Up to and including the line with "the query pipeline.", restate the material below word for word, beginning with its first line.
§
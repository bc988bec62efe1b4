//! The store facade
//!
//! [`StoreInstance`] ties the partition manager, schema registry and storage
//! accountant together behind the row-level operations clients call, and
//! exposes tenant tables to the query pipeline.
use std::sync::Arc;

use serde::Serialize;
use serde_json::Value;
use tracing::{debug, info, warn};

use crate::config::{ServerConfig, StoreConfig};
use crate::core::document::is_system_field;
use crate::executor::{CancellationToken, QueryExecutor, QueryOptions, QueryResult, Relation, TableScan, TableSource};
use crate::parser::Query;
use crate::storage::{
    DiskBackend, MemoryBackend, PartitionBackend, PartitionManager, PlanLimits, SchemaRegistry, StaticPlanLimits,
    StorageAccountant, UsageReport,
};
use crate::types::{DatabaseError, Document, PartitionId, Schema, SchemaViolation, TableKey};

/// Result of `add_row`
#[derive(Debug, Clone, PartialEq, Eq, Serialize)]
#[serde(rename_all = "camelCase")]
pub struct AddedRow {
    pub row_id: String,
    pub partition: PartitionId,
    /// Schema violations found while validating; empty when clean
    pub warnings: Vec<SchemaViolation>,
}

/// Result of `read_table`
#[derive(Debug, Clone, PartialEq, Serialize)]
#[serde(rename_all = "camelCase")]
pub struct TableContents {
    pub schema: Option<Schema>,
    pub rows: Vec<Document>,
}

pub struct StoreInstance {
    partitions: PartitionManager,
    schemas: SchemaRegistry,
    accountant: StorageAccountant,
    config: StoreConfig,
}

impl StoreInstance {
    pub fn new(backend: Arc<dyn PartitionBackend>, limits: Arc<dyn PlanLimits>, config: StoreConfig) -> Self {
        Self {
            partitions: PartitionManager::new(Arc::clone(&backend), config.clone()),
            schemas: SchemaRegistry::new(Arc::clone(&backend), config.write_retry_budget),
            accountant: StorageAccountant::new(backend, limits),
            config,
        }
    }

    /// Volatile store, mostly for tests and the CLI's scratch mode
    pub fn in_memory(config: StoreConfig, limits: Arc<dyn PlanLimits>) -> Self {
        Self::new(Arc::new(MemoryBackend::new()), limits, config)
    }

    /// Disk-backed when `data_dir` is set, in-memory otherwise
    pub fn from_config(config: &ServerConfig) -> Result<Self, DatabaseError> {
        let backend: Arc<dyn PartitionBackend> = match &config.data_dir {
            Some(dir) => {
                info!(path = %dir.display(), "opening partition store");
                Arc::new(DiskBackend::open(dir)?)
            }
            None => {
                warn!("no data_dir configured, partitions are kept in memory");
                Arc::new(MemoryBackend::new())
            }
        };
        let limits = StaticPlanLimits::new(config.default_plan_limit_mb).with_overrides(config.plan_limits.clone());
        Ok(Self::new(backend, Arc::new(limits), config.store.clone()))
    }

    #[must_use]
    pub const fn config(&self) -> &StoreConfig {
        &self.config
    }

    /// Query options carrying this store's correlated evaluation ceiling
    #[must_use]
    pub fn default_query_options(&self) -> QueryOptions {
        QueryOptions {
            max_correlated_evaluations: self.config.max_correlated_evaluations,
            ..QueryOptions::default()
        }
    }

    /// Insert a row, assigning `_id` and `_updatedAt`.
    ///
    /// The quota is checked against the row's serialized size before
    /// anything is written. Schema violations come back as warnings unless
    /// `strict_schema` is set.
    pub fn add_row(&self, tenant: &str, table: &str, document: Document) -> Result<AddedRow, DatabaseError> {
        let key = TableKey::new(tenant, table);
        let mut document = document;
        document.assign_identity();

        self.ensure_quota(tenant, document.byte_size() as u64)?;
        let warnings = self.validated(&key, &document)?;

        let inserted = self.partitions.insert_prepared(&key, document.clone(), None)?;
        self.widen_quietly(&key, &document);
        self.accountant.invalidate(tenant);

        debug!(table = %key, row = %inserted.row_id, partition = %inserted.partition, "row added");
        Ok(AddedRow {
            row_id: inserted.row_id,
            partition: inserted.partition,
            warnings,
        })
    }

    pub fn read_table(&self, tenant: &str, table: &str) -> Result<TableContents, DatabaseError> {
        let (schema, rows) = self.partitions.read_table(&TableKey::new(tenant, table))?;
        Ok(TableContents { schema, rows })
    }

    /// Set one column of one row
    pub fn update_cell(
        &self,
        tenant: &str,
        table: &str,
        row_id: &str,
        column: &str,
        value: Value,
    ) -> Result<Document, DatabaseError> {
        if is_system_field(column) {
            return Err(DatabaseError::InvalidDocument(format!(
                "column '{column}' is maintained by the store"
            )));
        }
        let mut patch = Document::new();
        patch.insert(column, value);
        self.update_row(tenant, table, row_id, &patch)
    }

    /// Merge `patch` into a row and refresh `_updatedAt`; returns the new row
    pub fn update_row(&self, tenant: &str, table: &str, row_id: &str, patch: &Document) -> Result<Document, DatabaseError> {
        if let Some(id) = patch.id() {
            if id != row_id {
                return Err(DatabaseError::InvalidDocument(format!(
                    "patch _id '{id}' does not match row '{row_id}'"
                )));
            }
        }

        let key = TableKey::new(tenant, table);
        let current = self.partitions.find_by_id(&key, row_id)?;
        let before = current.document().byte_size();
        let mut preview = current.document().clone();
        preview.merge_from(patch);
        let growth = preview.byte_size().saturating_sub(before);
        if growth > 0 {
            self.ensure_quota(tenant, growth as u64)?;
        }
        if self.config.strict_schema {
            self.validated(&key, &preview)?;
        }

        let updated = self.partitions.update(&key, row_id, patch)?;
        self.widen_quietly(&key, &updated);
        self.accountant.invalidate(tenant);
        Ok(updated)
    }

    /// Remove a row and return it
    pub fn delete_row(&self, tenant: &str, table: &str, row_id: &str) -> Result<Document, DatabaseError> {
        let removed = self.partitions.delete(&TableKey::new(tenant, table), row_id)?;
        self.accountant.invalidate(tenant);
        Ok(removed)
    }

    pub fn list_tables(&self, tenant: &str) -> Result<Vec<String>, DatabaseError> {
        self.partitions.list_tables(tenant)
    }

    pub fn query(
        &self,
        tenant: &str,
        query: &Query,
        options: &QueryOptions,
        cancel: &CancellationToken,
    ) -> Result<QueryResult, DatabaseError> {
        let tables = TenantTables {
            partitions: &self.partitions,
            schemas: &self.schemas,
            tenant,
        };
        QueryExecutor::execute(&tables, query, options, cancel)
    }

    pub fn usage(&self, tenant: &str) -> Result<UsageReport, DatabaseError> {
        self.accountant.usage_report(tenant)
    }

    pub fn get_schema(&self, tenant: &str, table: &str) -> Result<Option<Schema>, DatabaseError> {
        self.schemas.schema(&TableKey::new(tenant, table))
    }

    /// Store a canonical schema; narrowing changes come back as violations
    pub fn record_schema(&self, tenant: &str, table: &str, schema: Schema) -> Result<Vec<SchemaViolation>, DatabaseError> {
        self.schemas.record_schema(&TableKey::new(tenant, table), schema)
    }

    fn ensure_quota(&self, tenant: &str, incoming: u64) -> Result<(), DatabaseError> {
        let decision = self.accountant.check_quota(tenant, incoming)?;
        if decision.allowed {
            return Ok(());
        }
        let reason = decision.reason.unwrap_or_else(|| format!("tenant '{tenant}' is over its storage limit"));
        warn!(tenant, incoming, limit = decision.limit_bytes, "write rejected by quota");
        Err(DatabaseError::QuotaExceeded(reason))
    }

    fn validated(&self, key: &TableKey, document: &Document) -> Result<Vec<SchemaViolation>, DatabaseError> {
        let warnings = self.schemas.validate(key, document)?.into_warnings();
        if self.config.strict_schema && !warnings.is_empty() {
            let joined: Vec<String> = warnings.iter().map(ToString::to_string).collect();
            return Err(DatabaseError::SchemaViolation(joined.join("; ")));
        }
        for violation in &warnings {
            debug!(table = %key, %violation, "schema warning");
        }
        Ok(warnings)
    }

    /// The row is already stored; a failed widen only costs schema freshness
    fn widen_quietly(&self, key: &TableKey, document: &Document) {
        if let Err(e) = self.schemas.widen(key, document) {
            warn!(table = %key, error = %e, "could not widen schema");
        }
    }
}

/// One tenant's tables as seen by the query pipeline
struct TenantTables<'a> {
    partitions: &'a PartitionManager,
    schemas: &'a SchemaRegistry,
    tenant: &'a str,
}

impl TableSource for TenantTables<'_> {
    fn scan(&self, table: &str, cancel: &CancellationToken) -> Result<TableScan, DatabaseError> {
        let key = TableKey::new(self.tenant, table);
        let mut stream = self.partitions.stream_table(&key)?;
        let mut rows = Vec::new();
        let mut partitions = 0;
        while let Some(batch) = stream.next_batch() {
            cancel.check()?;
            let (_, docs) = batch?;
            partitions += 1;
            rows.extend(docs);
        }

        let known = self
            .schemas
            .schema(&key)?
            .map(|s| s.column_names())
            .unwrap_or_default();
        Ok(TableScan {
            relation: Relation::new(rows, known),
            partitions,
        })
    }
}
§
## Written answer
repository bc988bec62efe1b4
//! The store facade
//!
//! [`StoreInstance`] ties the partition manager, schema registry and storage
//! accountant together behind the row-level operations clients call, and
//! exposes tenant tables to the query pipeline.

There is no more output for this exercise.